An often-overlooked option is to install a flexible tank. These can be folded into a petite package and slipped into place through a small opening. They automatically conform to odd shapes, rising and falling with the level of contents. Flexible tanks are robust and will last for many years, even if mounted vertically. Models up to 50 gallons are readily available through most marine stores.
Some tips on installing flexible tanks
- Tanks with fittings pre-installed at the factory are designed to lie horizontally. For mounting vertically or on a severe angle against the hull side, purchase a tank without fittings and install the inlet and vent near the top of the tank, placing the outlet at the bottom.
- Strongly secure a flexible tank by its lashing points. A 50-gallon tank weighs more than 350 pounds when full.
- Ensure that there are no stray fiberglass needles, sharp corners or rough spots that will chafe the tank. A rubber mat under it would not hurt.
- The second myth about holding tanks is that they smell. An odoriferous sewage system is the sign of a poor installation. Whether installing new equipment or refurbishing older hardware, the entire system must be vapor tight. Here are some things to look for.
- The tank itself must be one piece. Whether metal, polyethylene or other plastic, it must not have any open seams. Tank fittings must be bedded and inspection plates must have O-rings or gaskets. Flexible tanks must be designed for sewage and not water or fuel.
- Only white seamless plastic sanitation hose should be used. Impregnated cloth hose, especially if it is wire reinforced, is permeable to most sewage gases and will allow odor to pass through.
- Check all connections between hose and hose barbs making sure that they are airtight. Make as few connections and use double hose clamps where possible.
- Make all hose bends as sweeping as possible to help prevent waste from settling. Avoid kinks and very tight radius bends in hoses, as well as 90-degree elbows.

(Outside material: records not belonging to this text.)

use actix_web::{HttpRequest, HttpResponse, error::InternalError};

use crate::models::{ApiResponse, ErrorCode};

/// JSON 请求体解析错误处理器
///
/// 把 actix 默认的文本错误替换为统一的 ApiResponse 格式。
pub fn json_error_handler(
    err: actix_web::error::JsonPayloadError,
    _req: &HttpRequest,
) -> actix_web::Error {
    let detail = err.to_string();
    let response = HttpResponse::BadRequest().json(ApiResponse::<()>::error_empty(
        ErrorCode::BadRequest,
        format!("Invalid JSON payload: {detail}"),
    ));
    InternalError::from_response(err, response).into()
}

/// 查询参数解析错误处理器
pub fn query_error_handler(
    err: actix_web::error::QueryPayloadError,
    _req: &HttpRequest,
) -> actix_web::Error {
    let detail = err.to_string();
    let response = HttpResponse::BadRequest().json(ApiResponse::<()>::error_empty(
        ErrorCode::BadRequest,
        format!("Invalid query parameters: {detail}"),
    ));
    InternalError::from_response(err, response).into()
}
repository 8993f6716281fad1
use actix_web::{HttpRequest, HttpResponse, Result as ActixResult, web};
use once_cell::sync::Lazy;

use crate::middlewares;
use crate::models::users::entities::UserRole;
use crate::models::users::requests::{CreateUserRequest, UpdateUserRequest, UserListParams};
use crate::services::UserService;
use crate::utils::SafeIDI64;

// 懒加载的全局 UserService 实例
static USER_SERVICE: Lazy<UserService> = Lazy::new(UserService::new_lazy);

// HTTP处理程序
pub async fn list_users(
    req: HttpRequest,
    query: web::Query<UserListParams>,
) -> ActixResult<HttpResponse> {
    USER_SERVICE.list_users(query.into_inner(), &req).await
}

pub async fn create_user(
    req: HttpRequest,
    user_data: web::Json<CreateUserRequest>,
) -> ActixResult<HttpResponse> {
    USER_SERVICE.create_user(user_data.into_inner(), &req).await
}

pub async fn get_user(req: HttpRequest, user_id: SafeIDI64) -> ActixResult<HttpResponse> {
    USER_SERVICE.get_user(user_id.0, &req).await
}

pub async fn update_user(
    req: HttpRequest,
    user_id: SafeIDI64,
    update_data: web::Json<UpdateUserRequest>,
) -> ActixResult<HttpResponse> {
    USER_SERVICE
        .update_user(user_id.0, update_data.into_inner(), &req)
        .await
}

pub async fn delete_user(req: HttpRequest, user_id: SafeIDI64) -> ActixResult<HttpResponse> {
    USER_SERVICE.delete_user(user_id.0, &req).await
}

pub async fn list_students(req: HttpRequest) -> ActixResult<HttpResponse> {
    USER_SERVICE.list_students(&req).await
}

// 配置路由
pub fn configure_user_routes(cfg: &mut web::ServiceConfig) {
    cfg.service(
        web::scope("/api/v1/users")
            .wrap(middlewares::RequireJWT)
            .service(
                web::resource("/students")
                    .wrap(middlewares::RequireRole::new_any(UserRole::lecturer_roles()))
                    .route(web::get().to(list_students)),
            )
            .service(
                web::scope("")
                    .wrap(middlewares::RequireRole::new_any(UserRole::admin_roles()))
                    .route("", web::get().to(list_users))
                    .route("", web::post().to(create_user))
                    .route("/{id}", web::get().to(get_user))
                    .route("/{id}", web::put().to(update_user))
                    .route("/{id}", web::delete().to(delete_user)),
            ),
    );
}
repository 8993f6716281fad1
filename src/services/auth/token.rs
use actix_web::{HttpRequest, HttpResponse, Result as ActixResult};

use crate::middlewares::require_jwt::RequireJWT;
use crate::models::auth::responses::RefreshTokenResponse;
use crate::models::users::responses::UserResponse;
use crate::models::{ApiResponse, ErrorCode};
use crate::utils::jwt;

use super::AuthService;

pub async fn handle_refresh_token(
    service: &AuthService,
    request: &HttpRequest,
) -> ActixResult<HttpResponse> {
    let config = service.get_config();
    // 从 cookie 中提取 refresh token
    match jwt::JwtUtils::extract_refresh_token_from_cookie(request) {
        Some(refresh_token) => {
            // 验证 refresh token 并生成新的 access token
            match jwt::JwtUtils::refresh_access_token(&refresh_token) {
                Ok(new_access_token) => {
                    let response = RefreshTokenResponse {
                        access_token: new_access_token,
                        expires_in: config.jwt.access_token_expiry * 60,
                    };
                    Ok(HttpResponse::Ok().json(ApiResponse::success(
                        response,
                        "Token refreshed successfully",
                    )))
                }
                Err(e) => {
                    tracing::error!("Refresh token failed: {}", e);

                    // 清除无效的 refresh token cookie
                    let empty_cookie = jwt::JwtUtils::create_empty_refresh_token_cookie();

                    Ok(HttpResponse::Unauthorized().cookie(empty_cookie).json(
                        ApiResponse::error_empty(
                            ErrorCode::TokenExpired,
                            "Login expired or invalid, please login again",
                        ),
                    ))
                }
            }
        }
        None => Ok(HttpResponse::Unauthorized().json(ApiResponse::error_empty(
            ErrorCode::Unauthorized,
            "Unauthorized access, please login",
        ))),
    }
}

pub async fn handle_current_user(
    _service: &AuthService,
    request: &HttpRequest,
) -> ActixResult<HttpResponse> {
    // 用户信息由 RequireJWT 中间件写入请求扩展
    match RequireJWT::extract_user_claims(request) {
        Some(user) => Ok(HttpResponse::Ok().json(ApiResponse::success(
            UserResponse { user },
            "User information retrieved successfully",
        ))),
        None => Ok(HttpResponse::Unauthorized().json(ApiResponse::error_empty(
            ErrorCode::Unauthorized,
            "Unauthorized access, please login",
        ))),
    }
}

- If a diaphragm pump is used for overboard discharge, guarantee that the valves and diaphragm are made of nitrile. Most diaphragm pumps are supplied with standard neoprene parts that will deteriorate rapidly in the presence of sewage. Nitrile will not allow odors to pass as readily.
- Use Y-valves intended for waste systems rather than stock ball valves or gate valves from the local hardware store. The latter will not seal well enough.

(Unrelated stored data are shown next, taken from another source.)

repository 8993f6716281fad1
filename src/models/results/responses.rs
use serde::Serialize;

use super::entities::{ResultRow, StudentResult};

#[derive(Debug, Serialize)]
pub struct ResultResponse {
    pub result: StudentResult,
}

// 按学年+学期分组的成绩
#[derive(Debug, Serialize)]
pub struct SemesterGroup {
    pub session: String,
    pub semester: i32,
    pub courses: Vec<ResultRow>,
}

#[derive(Debug, Serialize)]
pub struct StudentResultsResponse {
    pub results: Vec<SemesterGroup>,
}

// 成绩单：分组成绩 + 学期均分与学分
#[derive(Debug, Serialize)]
pub struct TranscriptSemester {
    pub session: String,
    pub semester: i32,
    pub courses: Vec<ResultRow>,
    pub semester_credits: i64,
    pub semester_gpa: f64,
}

#[derive(Debug, Serialize)]
pub struct TranscriptStudent {
    pub id: i64,
    pub name: String,
    pub email: String,
}

#[derive(Debug, Serialize)]
pub struct TranscriptSummary {
    pub total_credits: i64,
    pub completed_courses: i64,
    pub overall_gpa: f64, // 原系统口径：0-100 分制均分
    pub total_semesters: i64,
}

#[derive(Debug, Serialize)]
pub struct TranscriptResponse {
    pub student: TranscriptStudent,
    pub summary: TranscriptSummary,
    pub results: Vec<TranscriptSemester>,
}
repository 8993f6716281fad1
use serde::{Deserialize, Serialize};

// 分页查询参数
#[derive(Debug, Clone, Deserialize)]
pub struct PaginationQuery {
    #[serde(
        default = "default_page",
        deserialize_with = "deserialize_string_to_i64"
    )]
    pub page: i64,
    #[serde(
        default = "default_size",
        deserialize_with = "deserialize_string_to_i64"
    )]
    pub size: i64,
}

// 分页响应信息
#[derive(Debug, Clone, Serialize, Deserialize)]
pub struct PaginationInfo {
    pub page: i64,
    pub page_size: i64,
    pub total: i64,
    pub total_pages: i64,
}

// 自定义反序列化函数，支持字符串到i64的转换
fn deserialize_string_to_i64<'de, D>(deserializer: D) -> Result<i64, D::Error>
where
    D: serde::Deserializer<'de>,
{
    use serde::de::{Error, Unexpected, Visitor};
    use std::fmt;

    struct I64Visitor;

    impl<'de> Visitor<'de> for I64Visitor {
        type Value = i64;

        fn expecting(&self, formatter: &mut fmt::Formatter) -> fmt::Result {
            formatter.write_str("an integer or a string containing an integer")
        }

        fn visit_i64<E>(self, value: i64) -> Result<Self::Value, E>
        where
            E: Error,
        {
            Ok(value)
        }

        fn visit_u64<E>(self, value: u64) -> Result<Self::Value, E>
        where
            E: Error,
        {
            if value <= i64::MAX as u64 {
                Ok(value as i64)
            } else {
                Err(Error::invalid_value(Unexpected::Unsigned(value), &self))
            }
        }

        fn visit_str<E>(self, value: &str) -> Result<Self::Value, E>
        where
            E: Error,
        {
            value
                .parse()
                .map_err(|_| Error::invalid_value(Unexpected::Str(value), &self))
        }
    }

    deserializer.deserialize_any(I64Visitor)
}

fn default_page() -> i64 {
    1
}

fn default_size() -> i64 {
    10
}

impl Default for PaginationQuery {
    fn default() -> Self {
        Self { page: 1, size: 10 }
    }
}

#[cfg(test)]
mod tests {
    use super::*;

    #[test]
    fn test_pagination_defaults() {
        let q: PaginationQuery = serde_json::from_str("{}").unwrap();
        assert_eq!(q.page, 1);
        assert_eq!(q.size, 10);
    }

    #[test]
    fn test_pagination_accepts_strings() {
        let q: PaginationQuery = serde_json::from_str(r#"{"page":"3","size":"25"}"#).unwrap();
        assert_eq!(q.page, 3);
        assert_eq!(q.size, 25);
    }
}
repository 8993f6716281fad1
pub mod pagination;
pub mod response;
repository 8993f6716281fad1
use actix_web::{HttpRequest, HttpResponse, Result as ActixResult};

use super::CourseService;
use crate::models::{ApiResponse, ErrorCode};

pub async fn delete_course(
    service: &CourseService,
    course_id: i64,
    request: &HttpRequest,
) -> ActixResult<HttpResponse> {
    let storage = service.get_storage(request);

    match storage.delete_course(course_id).await {
        Ok(true) => {
            Ok(HttpResponse::Ok().json(ApiResponse::success_empty("Course deleted successfully")))
        }
        Ok(false) => Ok(HttpResponse::NotFound().json(ApiResponse::error_empty(
            ErrorCode::CourseNotFound,
            "Course not found",
        ))),
        Err(e) => Ok(
            HttpResponse::InternalServerError().json(ApiResponse::error_empty(
                ErrorCode::InternalServerError,
                format!("Course deletion failed: {e}"),
            )),
        ),
    }
}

- Make sure that the tank vent is in a location where odors are not blown back into the boat. Venting out the transom is generally best if the distance isn't too great. Check to see that the vent line has no low spots forming a liquid trap that prevents free passage of gasses through the vent hose.
- Flush and clean the tank frequently. After a pump out, fill the tank again with a hose and pump it a second time. This will stir up solids and prevent them from adhering to the tank and hoses.
- Use holding tank additives with caution. Most contain nothing more than formaldehyde, chlorides or other powerful chemicals to kill all bacteria with added deodorants to hide any remaining problems. These are particularly harmful to the environment and very difficult to get out of the tank once applied. Others contain enzymes, live bacteria or nitrates that actually promote bacterial growth in the tank. If you decide to experiment with holding tank treatments, follow the manufacturer's instructions assiduously.